Future of the Book: Is the e-book the new scroll?

Another wonderful image that came up in conversation with a friend last week. We were talking, of course, of books and e-books.

Read the comments on LinkedIn groups and it’s easy to think the only options are mutually exclusive:

– physical books are dead tree technology and will soon disappear (or will disappear within a generation) and open up possibilities for writers to circumvent outmoded Big Six publisher/gatekeepers. Bookstores deserve to go out of business.

– physical books are increasingly important as permanent, tangible cultural artifacts connecting readers and communities.  Indie-published (formerly known as self-published) books lack quality control; how can the consumer know whether they’re buying something worth reading without publisher or bookstore gatekeepers?  Bookstores are community connectors and incubators of culture on a personal, local scale and need our support.

Statistics are often unreliable.  Assertions like “ebooks have a 20% share of sales” often raise more questions than they answer.  What does that 20% share represent?   Number of titles sold?  Net billing for the publisher?  How much of that percent is the low-priced promotional area that Amazon does such a good job handling?  What categories?

The truth is that there are many different kinds of books and many different kinds of readers.  For some people, it is a very different experience to read digitally than to hold a physical book, turn its pages, and flip back and forth to find a favorite passage.  Other readers do not distinguish much in terms of the actual reading experience; they’re focussed on the words and content, not the vehicle.  There are factors of convenience, price (price!), privacy, connection, the comfort of the tangible, and more.  There are books that lend themselves to reading straight through and those that demand more back-and-forth interaction.  And current e-book technology still fails to do justice to illustrated or heavily designed books.

E-books, with lower (sometimes very low) price points and ease of reading straight through are particularly suited for commercial, plot-driven fiction and popular non-fiction.  The limitations of e-book technology often makes reading literary fiction, art books and illustrated books and serious non-fiction more challenging.  A reader wanting to revisit a certain passage for context (what was it about that character?  Where was that passage?  Top half of the page, left side, about a third of the way in?) often has a harder time of it in digital versions, given the differences in pages and the lack of visual cues in e-books.  The “delivery vehicle” matters.
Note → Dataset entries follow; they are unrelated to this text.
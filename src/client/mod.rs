//! High-level client: buckets, objects and object groups on top of
//! [`RequestClient`].
//!
//! ```rust,ignore
//! use aistore::client::{Client, GetOptions};
//! use aistore::shared::Provider;
//! use futures_util::TryStreamExt;
//!
//! let client = Client::new("http://localhost:8080")?;
//! let bucket = client.bucket("images", Provider::Ais);
//!
//! let entries = bucket.list_all_objects("train/").await?;
//! let bytes = bucket.object("train/0001.jpg").get(GetOptions::new()).await?.read_all().await?;
//! ```

pub mod bucket;
pub mod object;
pub mod object_group;
pub mod source;

pub use bucket::Bucket;
pub use object::{GetOptions, Object, ObjectReader};
pub use object_group::ObjectGroup;
pub use source::{AisSource, UrlStream};

use crate::api::{AisResult, RequestClient};
use crate::shared::Provider;

/// Entry point for bucket and object operations.
#[derive(Debug, Clone)]
pub struct Client {
    request_client: RequestClient,
}

impl Client {
    /// Create a client for `endpoint` with the default HTTP session.
    ///
    /// # Errors
    ///
    /// Returns an error if the HTTP client cannot be initialized.
    #[cfg(feature = "http")]
    pub fn new(endpoint: impl Into<String>) -> AisResult<Self> {
        Ok(Self::from_request_client(RequestClient::new(endpoint)?))
    }

    /// Create a client for the endpoint in `AIS_ENDPOINT`, or the local default.
    #[cfg(feature = "http")]
    pub fn from_env() -> AisResult<Self> {
        Self::new(crate::network::endpoint_from_env())
    }

    /// Wrap an already configured request client.
    pub fn from_request_client(request_client: RequestClient) -> Self {
        Self { request_client }
    }

    pub fn request_client(&self) -> &RequestClient {
        &self.request_client
    }

    /// Handle to a bucket. No request is made.
    pub fn bucket(&self, name: impl Into<String>, provider: Provider) -> Bucket {
        Bucket::new(self.request_client.clone(), name.into(), provider)
    }
}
For those “flip the pages” readers, e-book technology right now is not a step forward beyond the obvious convenience and price factors.  Like the scroll, ebooks are most easily read straight through.  For other books or readers, the ingenious simplicity of physical books is still hard to surpass.

The first flush of adoption of e-technology has leveled off, and it’s maturing as a format, allowing consumers to make clearer decisions based on experience rather than the lure of the new or the romance of the old.  E-books will continue to grow in total share of reading, but not at previous exponential rates.  The growth will be concentrated in indie-published titles, commercial vs literary fiction and non-fiction, and educational/professional/reference areas (though those latter areas have their own technological and structural problems to solve).

New disruptive technology not yet on the horizon may well change all that.  But for the actionable future, we will live with both options, and have the privilege of choice.